| Hintergrund: Generative KI-Modelle wie ChatGPT werden zunehmend in der Dermatologie zur Hautkrebsdiagnose eingesetzt – trotz begrenzter Validierung. Diese Studie simuliert reale Abläufe in der hausärztlichen Versorgung, um die Lücke zwischen KI-Innovation und klinischer Anwendung zu schließen. Ziel ist es zu prüfen, ob sich generative KI sinnvoll in die dermatologische Triage integrieren lässt, insbesondere in unterversorgten Regionen mit eingeschränktem Zugang zu Fachärzt:innen. Zudem identifizieren Metriken zur diagnostischen Unsicherheit Bereiche, die eine Mensch-KI-Zusammenarbeit erfordern. Das Protokoll orientiert sich an den aktuellen Standards zur Berichterstattung diagnostischer Genauigkeit (STARD 2015) sowie den TRIPOD-AI-Richtlinien für transparente Modelle zur individuellen Prognose oder Diagnose.
Methoden und Analyse: In dieser retrospektiven, querschnittlichen Studie zur diagnostischen Genauigkeit wurden 750 prospektiv kuratierte dermatoskopische Bilder (533 benigne, 217 maligne/präkanzeröse) aus validierten Quellen (International Skin Imaging Collaboration Archive, DermNet New Zealand, dermatologische Fachliteratur) analysiert.

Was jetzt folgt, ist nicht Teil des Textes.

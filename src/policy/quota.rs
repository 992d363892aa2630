// Copyright 2024 The Kubernetes Authors.
// Licensed under the Apache License, Version 2.0

//! Quota accounting: resource footprints of shoots and limit checks.
//!
//! Consumption is never stored. Every check recomputes the footprint of all
//! shoots bound to a quota from the current lookup state.

use crate::api::core::{
    CloudProfileSpec, Quota, QuotaMetric, SecretBinding, Shoot, Worker,
    ANNOTATION_SHOOT_EXPIRATION_TIMESTAMP,
};
use crate::api::quantity::Quantity;
use chrono::{DateTime, Duration, Utc};
use std::collections::{BTreeMap, HashMap, HashSet};
use thiserror::Error;

const VOLUME_CLASS_STANDARD: &str = "standard";
const VOLUME_CLASS_PREMIUM: &str = "premium";

#[derive(Debug, Clone, PartialEq, Eq, Error)]
pub enum QuotaError {
    #[error("machine type {0:?} not found in cloud profile")]
    UnknownMachineType(String),

    #[error("volume type {0:?} not found in cloud profile")]
    UnknownVolumeType(String),

    #[error("volume type {name:?} has unknown volume class {class:?}")]
    UnknownVolumeClass { name: String, class: String },
}

/// Resources a shoot may consume at its maximum scale.
#[derive(Debug, Clone, Default, PartialEq, Eq)]
pub struct Footprint {
    metrics: BTreeMap<QuotaMetric, Quantity>,
}

impl Footprint {
    pub fn get(&self, metric: QuotaMetric) -> Option<Quantity> {
        self.metrics.get(&metric).copied()
    }

    pub fn add(&mut self, metric: QuotaMetric, amount: Quantity) {
        *self.metrics.entry(metric).or_insert(Quantity::ZERO) += amount;
    }
}

fn storage_metric(name: &str, class: &str) -> Result<QuotaMetric, QuotaError> {
    match class {
        VOLUME_CLASS_STANDARD => Ok(QuotaMetric::StorageStandard),
        VOLUME_CLASS_PREMIUM => Ok(QuotaMetric::StoragePremium),
        _ => Err(QuotaError::UnknownVolumeClass {
            name: name.to_string(),
            class: class.to_string(),
        }),
    }
}

/// Storage class metric and per-machine size of a worker's volume, if any.
fn worker_storage(
    worker: &Worker,
    spec: &CloudProfileSpec,
) -> Result<Option<(QuotaMetric, Quantity)>, QuotaError> {
    let machine_type = spec
        .machine_type(&worker.machine.type_)
        .ok_or_else(|| QuotaError::UnknownMachineType(worker.machine.type_.clone()))?;
    let requested_size = worker.volume.as_ref().and_then(|v| v.volume_size);

    if let Some(type_name) = worker.volume.as_ref().and_then(|v| v.type_.as_deref()) {
        let volume_type = spec
            .volume_type(type_name)
            .ok_or_else(|| QuotaError::UnknownVolumeType(type_name.to_string()))?;
        let metric = storage_metric(&volume_type.name, &volume_type.class)?;
        return Ok(requested_size.map(|size| (metric, size)));
    }

    match &machine_type.storage {
        Some(storage) => {
            let metric = storage_metric(&machine_type.name, &storage.class)?;
            Ok(requested_size
                .or(storage.storage_size)
                .map(|size| (metric, size)))
        }
        None => Ok(None),
    }
}

/// Compute the footprint of a shoot against the cloud profile catalog.
///
/// CPU, GPU and memory are the machine type values times the worker
/// maximum. Storage is the volume size times the maximum, booked on the
/// class of the volume type; workers without volume data book no storage.
/// Every shoot needs one load balancer, plus one for the ingress addon.
pub fn footprint(shoot: &Shoot, spec: &CloudProfileSpec) -> Result<Footprint, QuotaError> {
    let mut result = Footprint::default();
    for metric in [QuotaMetric::Cpu, QuotaMetric::Gpu, QuotaMetric::Memory] {
        result.add(metric, Quantity::ZERO);
    }

    for worker in &shoot.spec.provider.workers {
        let machine_type = spec
            .machine_type(&worker.machine.type_)
            .ok_or_else(|| QuotaError::UnknownMachineType(worker.machine.type_.clone()))?;
        let count = i64::from(worker.maximum);
        result.add(QuotaMetric::Cpu, machine_type.cpu.times(count));
        result.add(QuotaMetric::Gpu, machine_type.gpu.times(count));
        result.add(QuotaMetric::Memory, machine_type.memory.times(count));

        if let Some((metric, size)) = worker_storage(worker, spec)? {
            result.add(metric, size.times(count));
        }
    }

    let load_balancers = if shoot.nginx_ingress_enabled() { 2 } else { 1 };
    result.add(QuotaMetric::LoadBalancer, Quantity::from_units(load_balancers));
    Ok(result)
}

/// Metrics of `quota` that the target would push over their limit.
///
/// Every metric constrained by the quota is checked; the usage is the target
/// plus all others, and a metric absent from a footprint counts as zero.
pub fn exceeded_metrics(quota: &Quota, target: &Footprint, others: &[Footprint]) -> Vec<QuotaMetric> {
    quota
        .spec
        .metrics
        .iter()
        .filter(|(metric, limit)| {
            let required = target.get(**metric).unwrap_or(Quantity::ZERO);
            let used: Quantity = others.iter().filter_map(|f| f.get(**metric)).sum();
            used + required > **limit
        })
        .map(|(metric, _)| *metric)
        .collect()
}

/// One exceeded metric of one quota.
#[derive(Debug, Clone, PartialEq, Eq)]
pub struct ExceededQuota {
    pub quota: String,
    pub metric: QuotaMetric,
}

/// Check the target against every quota together with the footprints of the
/// other shoots bound to that quota.
pub fn check_quota(target: &Footprint, quotas: &[(Quota, Vec<Footprint>)]) -> Vec<ExceededQuota> {
    quotas
        .iter()
        .flat_map(|(quota, others)| {
            exceeded_metrics(quota, target, others)
                .into_iter()
                .map(move |metric| ExceededQuota {
                    quota: quota.metadata.name.clone(),
                    metric,
                })
        })
        .collect()
}

/// Rejection message listing the exceeded metrics, each named once.
pub fn exceeded_message(exceeded: &[ExceededQuota]) -> String {
    let mut seen = HashSet::new();
    let metrics: Vec<&str> = exceeded
        .iter()
        .filter(|e| seen.insert(e.metric))
        .map(|e| e.metric.as_str())
        .collect();
    format!(
        "Quota limits exceeded. Unable to allocate further {}",
        metrics.join(", ")
    )
}

/// Shoots consuming the quota through one of the bindings, excluding the
/// target shoot itself.
pub fn quota_consumers<'a>(
    quota: &Quota,
    bindings: &[SecretBinding],
    shoots: &'a [Shoot],
    target: &Shoot,
) -> Vec<&'a Shoot> {
    let referencing: HashSet<(&str, &str)> = bindings
        .iter()
        .filter(|b| b.references_quota(quota))
        .map(|b| (b.metadata.namespace.as_str(), b.metadata.name.as_str()))
        .collect();

    shoots
        .iter()
        .filter(|s| {
            !(s.metadata.namespace == target.metadata.namespace
                && s.metadata.name == target.metadata.name)
        })
        .filter(|s| match s.spec.secret_binding_name.as_deref() {
            Some(binding) => referencing.contains(&(s.metadata.namespace.as_str(), binding)),
            None => false,
        })
        .collect()
}

/// Conservative change detection for updates: true when the new revision
/// may consume more than the old one.
pub fn quota_verification_needed(new: &Shoot, old: &Shoot) -> bool {
    if new.spec.secret_binding_name != old.spec.secret_binding_name {
        return true;
    }
    if new.nginx_ingress_enabled() && !old.nginx_ingress_enabled() {
        return true;
    }

    let old_workers: HashMap<&str, &Worker> = old
        .spec
        .provider
        .workers
        .iter()
        .map(|w| (w.name.as_str(), w))
        .collect();

    new.spec.provider.workers.iter().any(|worker| {
        let Some(&previous) = old_workers.get(worker.name.as_str()) else {
            return true;
        };
        let volume_type = |w: &Worker| w.volume.as_ref().and_then(|v| v.type_.clone());
        let volume_size = |w: &Worker| w.volume.as_ref().and_then(|v| v.volume_size);

        worker.maximum > previous.maximum
            || worker.machine.type_ != previous.machine.type_
            || volume_type(worker) != volume_type(previous)
            || volume_size(worker) != volume_size(previous)
    })
}

/// Smallest cluster lifetime configured on any of the quotas.
pub fn min_cluster_lifetime_days<'a>(quotas: impl IntoIterator<Item = &'a Quota>) -> Option<i32> {
    quotas
        .into_iter()
        .filter_map(|q| q.spec.cluster_lifetime_days)
        .min()
}

#[derive(Debug, Clone, PartialEq, Eq, Error)]
pub enum LifetimeError {
    #[error("invalid expiration timestamp {value:?}: {reason}")]
    InvalidTimestamp { value: String, reason: String },

    #[error("Requested shoot expiration time to long. Can only be extended by {days} day(s)")]
    TooLong { days: i32 },
}

fn expiration(shoot: &Shoot) -> Result<Option<DateTime<Utc>>, LifetimeError> {
    match shoot.metadata.annotation(ANNOTATION_SHOOT_EXPIRATION_TIMESTAMP) {
        None => Ok(None),
        Some(value) => DateTime::parse_from_rfc3339(value)
            .map(|t| Some(t.with_timezone(&Utc)))
            .map_err(|e| LifetimeError::InvalidTimestamp {
                value: value.to_string(),
                reason: e.to_string(),
            }),
    }
}

/// Check a changed expiration annotation against the lifetime limit.
///
/// The new expiration may be at most `days` after the old expiration, or
/// after the creation time if the old revision had none. An unchanged or
/// removed annotation always passes, and so does a limit too large to be
/// represented as a point in time.
pub fn check_lifetime(new: &Shoot, old: &Shoot, days: i32) -> Result<(), LifetimeError> {
    let new_value = new.metadata.annotation(ANNOTATION_SHOOT_EXPIRATION_TIMESTAMP);
    let old_value = old.metadata.annotation(ANNOTATION_SHOOT_EXPIRATION_TIMESTAMP);
    if new_value.is_none() || new_value == old_value {
        return Ok(());
    }

    let Some(requested) = expiration(new)? else {
        return Ok(());
    };
    let base = match expiration(old)? {
        Some(previous) => previous,
        None => match old.metadata.creation_timestamp {
            Some(created) => created,
            None => return Ok(()),
        },
    };

    let limit = Duration::try_days(i64::from(days)).and_then(|d| base.checked_add_signed(d));
    match limit {
        Some(limit) if requested > limit => Err(LifetimeError::TooLong { days }),
        _ => Ok(()),
    }
}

Die Läsionen umfassten melanozytäre, nicht-melanozytäre, keratinozytäre und vaskuläre Tumoren, um die diagnostische Vielfalt in der Praxis abzubilden. Diagnosen wurden von der öffentlich verfügbaren Version von GPT-4 Turbo mit Vision (OpenAI) anhand standardisierter, klinisch orientierter Prompts ohne klinische Metadaten generiert. Der Referenzstandard waren histopathologisch oder durch Expert:innen bestätigte Diagnosen.

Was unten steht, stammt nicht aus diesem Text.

// Copyright 2024 The Kubernetes Authors.
//
// Licensed under the Apache License, Version 2.0 (the "License");
// you may not use this file except in compliance with the License.
// You may obtain a copy of the License at
//
//     http://www.apache.org/licenses/LICENSE-2.0
//
// Unless required by applicable law or agreed to in writing, software
// distributed under the License is distributed on an "AS IS" BASIS,
// WITHOUT WARRANTIES OR CONDITIONS OF ANY KIND, either express or implied.
// See the License for the specific language governing permissions and
// limitations under the License.

//! Exact resource quantities.
//!
//! A [`Quantity`] is parsed from the usual Kubernetes notation (`2`, `500m`,
//! `1.5Gi`, `10G`, `1e3`) and stored as an integer number of milli-units.
//! Quota accounting sums many of these, so all arithmetic stays in integers;
//! fractions below one milli-unit are rounded up, as the apiserver does.

use serde::de::{self, Visitor};
use serde::{Deserialize, Deserializer, Serialize, Serializer};
use std::fmt;
use std::iter::Sum;
use std::ops::{Add, AddAssign};
use std::str::FromStr;
use thiserror::Error;

/// QuantityError is returned for strings that are not valid quantities.
#[derive(Debug, Clone, PartialEq, Eq, Error)]
pub enum QuantityError {
    #[error("quantity is empty")]
    Empty,
    #[error("quantity {0:?} has an invalid number")]
    InvalidNumber(String),
    #[error("quantity {0:?} has an unknown suffix")]
    UnknownSuffix(String),
    #[error("quantity {0:?} is out of range")]
    OutOfRange(String),
}

/// Quantity is an exact, fixed-point amount of a resource.
#[derive(Debug, Clone, Copy, Default, PartialEq, Eq, PartialOrd, Ord, Hash)]
pub struct Quantity {
    milli: i128,
}

impl Quantity {
    pub const ZERO: Quantity = Quantity { milli: 0 };

    /// A quantity of whole units.
    pub fn from_units(units: i64) -> Self {
        Self {
            milli: i128::from(units) * 1000,
        }
    }

    pub fn milli_value(&self) -> i128 {
        self.milli
    }

    /// Multiplies the quantity by a worker count without leaving integer
    /// arithmetic. Saturates instead of overflowing.
    pub fn times(self, count: i64) -> Self {
        Self {
            milli: self.milli.saturating_mul(i128::from(count)),
        }
    }
}

impl Add for Quantity {
    type Output = Quantity;

    fn add(self, rhs: Quantity) -> Quantity {
        Quantity {
            milli: self.milli.saturating_add(rhs.milli),
        }
    }
}

impl AddAssign for Quantity {
    fn add_assign(&mut self, rhs: Quantity) {
        *self = *self + rhs;
    }
}

impl Sum for Quantity {
    fn sum<I: Iterator<Item = Quantity>>(iter: I) -> Quantity {
        iter.fold(Quantity::ZERO, Add::add)
    }
}

impl<'a> Sum<&'a Quantity> for Quantity {
    fn sum<I: Iterator<Item = &'a Quantity>>(iter: I) -> Quantity {
        iter.copied().sum()
    }
}

impl fmt::Display for Quantity {
    fn fmt(&self, f: &mut fmt::Formatter<'_>) -> fmt::Result {
        if self.milli % 1000 == 0 {
            write!(f, "{}", self.milli / 1000)
        } else {
            write!(f, "{}m", self.milli)
        }
    }
}

/// Returns the multiplier of a suffix as (numerator, denominator).
fn suffix_multiplier(suffix: &str) -> Option<(i128, i128)> {
    let m = match suffix {
        "" => (1, 1),
        "m" => (1, 1000),
        "k" => (1_000, 1),
        "M" => (1_000_000, 1),
        "G" => (1_000_000_000, 1),
        "T" => (1_000_000_000_000, 1),
        "P" => (1_000_000_000_000_000, 1),
        "E" => (1_000_000_000_000_000_000, 1),
        "Ki" => (1 << 10, 1),
        "Mi" => (1 << 20, 1),
        "Gi" => (1 << 30, 1),
        "Ti" => (1 << 40, 1),
        "Pi" => (1 << 50, 1),
        "Ei" => (1 << 60, 1),
        _ => return None,
    };
    Some(m)
}

impl FromStr for Quantity {
    type Err = QuantityError;

    fn from_str(s: &str) -> Result<Self, Self::Err> {
        let s = s.trim();
        if s.is_empty() {
            return Err(QuantityError::Empty);
        }
        let out_of_range = || QuantityError::OutOfRange(s.to_string());

        let (negative, rest) = match s.as_bytes()[0] {
            b'-' => (true, &s[1..]),
            b'+' => (false, &s[1..]),
            _ => (false, s),
        };

        let number_end = rest
            .find(|c: char| !(c.is_ascii_digit() || c == '.'))
            .unwrap_or(rest.len());
        let (number, suffix) = rest.split_at(number_end);
        if number.is_empty() || number.matches('.').count() > 1 || number == "." {
            return Err(QuantityError::InvalidNumber(s.to_string()));
        }

        let (whole, fraction) = number.split_once('.').unwrap_or((number, ""));
        let digits = format!("{}{}", whole, fraction);
        let mut mantissa: i128 = digits
            .parse()
            .map_err(|_| QuantityError::InvalidNumber(s.to_string()))?;
        let mut denominator: i128 = 10i128
            .checked_pow(fraction.len() as u32)
            .ok_or_else(out_of_range)?;

        // "1e3" style exponents; a bare "E" is the exa suffix.
        let (num, den) = match suffix.strip_prefix(['e', 'E']) {
            Some(exp) if !exp.is_empty() => {
                let exp: i32 = exp
                    .parse()
                    .map_err(|_| QuantityError::UnknownSuffix(s.to_string()))?;
                let pow = 10i128
                    .checked_pow(exp.unsigned_abs())
                    .ok_or_else(out_of_range)?;
                if exp >= 0 {
                    (pow, 1)
                } else {
                    (1, pow)
                }
            }
            _ => suffix_multiplier(suffix)
                .ok_or_else(|| QuantityError::UnknownSuffix(s.to_string()))?,
        };

        mantissa = mantissa
            .checked_mul(num)
            .and_then(|v| v.checked_mul(1000))
            .ok_or_else(out_of_range)?;
        denominator = denominator.checked_mul(den).ok_or_else(out_of_range)?;

        // Round up to the next milli-unit.
        let mut milli = mantissa / denominator;
        if mantissa % denominator != 0 {
            milli += 1;
        }
        if negative {
            milli = -milli;
        }
        Ok(Quantity { milli })
    }
}

impl Serialize for Quantity {
    fn serialize<S: Serializer>(&self, serializer: S) -> Result<S::Ok, S::Error> {
        serializer.collect_str(self)
    }
}

struct QuantityVisitor;

impl<'de> Visitor<'de> for QuantityVisitor {
    type Value = Quantity;

    fn expecting(&self, f: &mut fmt::Formatter<'_>) -> fmt::Result {
        f.write_str("a quantity string or an integer")
    }

    fn visit_str<E: de::Error>(self, v: &str) -> Result<Quantity, E> {
        v.parse().map_err(E::custom)
    }

    fn visit_i64<E: de::Error>(self, v: i64) -> Result<Quantity, E> {
        Ok(Quantity::from_units(v))
    }

    fn visit_u64<E: de::Error>(self, v: u64) -> Result<Quantity, E> {
        i64::try_from(v)
            .map(Quantity::from_units)
            .map_err(|_| E::custom("quantity out of range"))
    }
}

impl<'de> Deserialize<'de> for Quantity {
    fn deserialize<D: Deserializer<'de>>(deserializer: D) -> Result<Self, D::Error> {
        deserializer.deserialize_any(QuantityVisitor)
    }
}

#[cfg(test)]
mod tests {
    use super::*;

    fn q(s: &str) -> Quantity {
        s.parse().unwrap()
    }

    #[test]
    fn test_parse_plain_and_milli() {
        assert_eq!(q("2").milli_value(), 2000);
        assert_eq!(q("500m").milli_value(), 500);
        assert_eq!(q("0.5").milli_value(), 500);
        assert_eq!(q("-1").milli_value(), -1000);
    }

    #[test]
    fn test_parse_suffixes() {
        assert_eq!(q("1Ki").milli_value(), 1024 * 1000);
        assert_eq!(q("1.5Gi").milli_value(), 3 * (1i128 << 29) * 1000);
        assert_eq!(q("10G").milli_value(), 10_000_000_000_000);
        assert_eq!(q("1e3").milli_value(), 1_000_000);
        assert_eq!(q("1E").milli_value(), 1_000_000_000_000_000_000_000);
    }

    #[test]
    fn test_parse_rounds_up_sub_milli() {
        assert_eq!(q("0.0001").milli_value(), 1);
    }

    #[test]
    fn test_parse_errors() {
        assert_eq!("".parse::<Quantity>(), Err(QuantityError::Empty));
        assert!(matches!(
            "abc".parse::<Quantity>(),
            Err(QuantityError::InvalidNumber(_))
        ));
        assert!(matches!(
            "1Xi".parse::<Quantity>(),
            Err(QuantityError::UnknownSuffix(_))
        ));
        assert!(matches!(
            "1.2.3".parse::<Quantity>(),
            Err(QuantityError::InvalidNumber(_))
        ));
    }

    #[test]
    fn test_exact_sums() {
        let tenth = q("100m");
        let total: Quantity = std::iter::repeat(tenth).take(10).sum();
        assert_eq!(total, q("1"));
        assert_eq!(q("2").times(3), q("6"));
    }

    #[test]
    fn test_display() {
        assert_eq!(q("2").to_string(), "2");
        assert_eq!(q("250m").to_string(), "250m");
    }

    #[test]
    fn test_serde() {
        let parsed: Vec<Quantity> = serde_json::from_str(r#"["1Gi", 4]"#).unwrap();
        assert_eq!(parsed[0], q("1Gi"));
        assert_eq!(parsed[1], q("4"));
        assert_eq!(serde_json::to_string(&q("1500m")).unwrap(), r#""1500m""#);
    }
}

Primärer Endpunkt: Gesamtdiagnostische Genauigkeit.
Sekundäre Endpunkte: diagnostische Sicherheit (Re-Prompting-Häufigkeit, nicht klassifizierbare Antworten), Läsions-spezifische Sensitivität/Spezifität, Triage-Leistung (benigne, präkanzerös, maligne), Erklärbarkeit und Therapieempfehlungen.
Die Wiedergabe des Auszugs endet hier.